(Provided information)

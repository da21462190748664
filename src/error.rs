//! Error taxonomy for the registration wizard
//!
//! Per-field validation problems are not errors here: they are collected
//! into a [`ValidationErrorSet`](crate::schema::ValidationErrorSet) and shown
//! inline. The types below cover rejected transitions and collaborator
//! failures.

use thiserror::Error;

/// A role name that is not one of the known variants
///
/// Schema resolution recovers from this by falling back to the base schema.
#[derive(Debug, Clone, PartialEq, Eq, Error)]
#[error("unknown role `{0}`")]
pub struct UnknownRole(pub String);

/// The organization directory could not be fetched
#[derive(Debug, Clone, PartialEq, Eq, Error)]
#[error("organization lookup failed: {0}")]
pub struct LookupError(pub String);

/// The registration collaborator did not accept the payload
#[derive(Debug, Clone, PartialEq, Eq, Error)]
pub enum SubmissionError {
    #[error("{0}")]
    Rejected(String),
    #[error("registration service unavailable: {0}")]
    Transport(String),
}

/// A payload could not be built from the collected values
#[derive(Debug, Clone, PartialEq, Eq, Error)]
pub enum AssemblyError {
    #[error("required field `{0}` is missing")]
    MissingField(&'static str),
    #[error("field `{0}` is not a valid number")]
    InvalidNumber(&'static str),
    #[error("`{0}` does not name a known branch")]
    UnknownBranch(&'static str),
}

/// A wizard action that was refused without changing state
#[derive(Debug, Clone, PartialEq, Eq, Error)]
pub enum WizardError {
    #[error("the role can only be changed on the first step")]
    RoleLocked,
    #[error("choose a role before continuing")]
    RoleRequired,
    #[error(transparent)]
    UnknownRole(#[from] UnknownRole),
    #[error("field `{field}` is not part of the {role} registration")]
    UnknownField { field: String, role: String },
    #[error("already on the first step")]
    AtFirstStep,
    #[error("registration can only be submitted from the last step")]
    NotOnLastStep,
    #[error("a submission is already in flight")]
    SubmissionInFlight,
    #[error("no submission is in flight")]
    NotSubmitting,
    #[error("registration has already been submitted")]
    AlreadySubmitted,
    #[error("{0} field(s) need attention before submitting")]
    Invalid(usize),
    #[error(transparent)]
    Assembly(#[from] AssemblyError),
    #[error(transparent)]
    Submission(#[from] SubmissionError),
}

#[cfg(test)]
mod tests {
    use super::*;

    #[test]
    fn test_unknown_role_message() {
        assert_eq!(UnknownRole("nurse".into()).to_string(), "unknown role `nurse`");
    }

    #[test]
    fn test_rejected_submission_shows_backend_message() {
        let err = SubmissionError::Rejected("Email already registered".into());
        assert_eq!(err.to_string(), "Email already registered");
    }

    #[test]
    fn test_wizard_error_wraps_submission() {
        let err: WizardError = SubmissionError::Transport("timeout".into()).into();
        assert_eq!(
            err.to_string(),
            "registration service unavailable: timeout"
        );
    }

    #[test]
    fn test_unknown_field_message() {
        let err = WizardError::UnknownField {
            field: "hospitalId".into(),
            role: "patient".into(),
        };
        assert_eq!(
            err.to_string(),
            "field `hospitalId` is not part of the patient registration"
        );
    }
}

(End Provided information)

* **Work order**: Restate the records in full, keeping every word as it is.

* **Result of the task**:
repository da21462190748664
filename src/error.rs
//! Error taxonomy for the registration wizard
//!
//! Per-field validation problems are not errors here: they are collected
//! into a [`ValidationErrorSet`](crate::schema::ValidationErrorSet) and shown
//! inline. The types below cover rejected transitions and collaborator
//! failures.

use thiserror::Error;

/// A role name that is not one of the known variants
///
/// Schema resolution recovers from this by falling back to the base schema.
#[derive(Debug, Clone, PartialEq, Eq, Error)]
#[error("unknown role `{0}`")]
pub struct UnknownRole(pub String);

/// The organization directory could not be fetched
#[derive(Debug, Clone, PartialEq, Eq, Error)]
#[error("organization lookup failed: {0}")]
pub struct LookupError(pub String);

/// The registration collaborator did not accept the payload
#[derive(Debug, Clone, PartialEq, Eq, Error)]
pub enum SubmissionError {
    #[error("{0}")]
    Rejected(String),
    #[error("registration service unavailable: {0}")]
    Transport(String),
}

/// A payload could not be built from the collected values
#[derive(Debug, Clone, PartialEq, Eq, Error)]
pub enum AssemblyError {
    #[error("required field `{0}` is missing")]
    MissingField(&'static str),
    #[error("field `{0}` is not a valid number")]
    InvalidNumber(&'static str),
    #[error("`{0}` does not name a known branch")]
    UnknownBranch(&'static str),
}

/// A wizard action that was refused without changing state
#[derive(Debug, Clone, PartialEq, Eq, Error)]
pub enum WizardError {
    #[error("the role can only be changed on the first step")]
    RoleLocked,
    #[error("choose a role before continuing")]
    RoleRequired,
    #[error(transparent)]
    UnknownRole(#[from] UnknownRole),
    #[error("field `{field}` is not part of the {role} registration")]
    UnknownField { field: String, role: String },
    #[error("already on the first step")]
    AtFirstStep,
    #[error("registration can only be submitted from the last step")]
    NotOnLastStep,
    #[error("a submission is already in flight")]
    SubmissionInFlight,
    #[error("no submission is in flight")]
    NotSubmitting,
    #[error("registration has already been submitted")]
    AlreadySubmitted,
    #[error("{0} field(s) need attention before submitting")]
    Invalid(usize),
    #[error(transparent)]
    Assembly(#[from] AssemblyError),
    #[error(transparent)]
    Submission(#[from] SubmissionError),
}

#[cfg(test)]
mod tests {
    use super::*;

    #[test]
    fn test_unknown_role_message() {
        assert_eq!(UnknownRole("nurse".into()).to_string(), "unknown role `nurse`");
    }

    #[test]
    fn test_rejected_submission_shows_backend_message() {
        let err = SubmissionError::Rejected("Email already registered".into());
        assert_eq!(err.to_string(), "Email already registered");
    }

    #[test]
    fn test_wizard_error_wraps_submission() {
        let err: WizardError = SubmissionError::Transport("timeout".into()).into();
        assert_eq!(
            err.to_string(),
            "registration service unavailable: timeout"
        );
    }

    #[test]
    fn test_unknown_field_message() {
        let err = WizardError::UnknownField {
            field: "hospitalId".into(),
            role: "patient".into(),
        };
        assert_eq!(
            err.to_string(),
            "field `hospitalId` is not part of the patient registration"
        );
    }
}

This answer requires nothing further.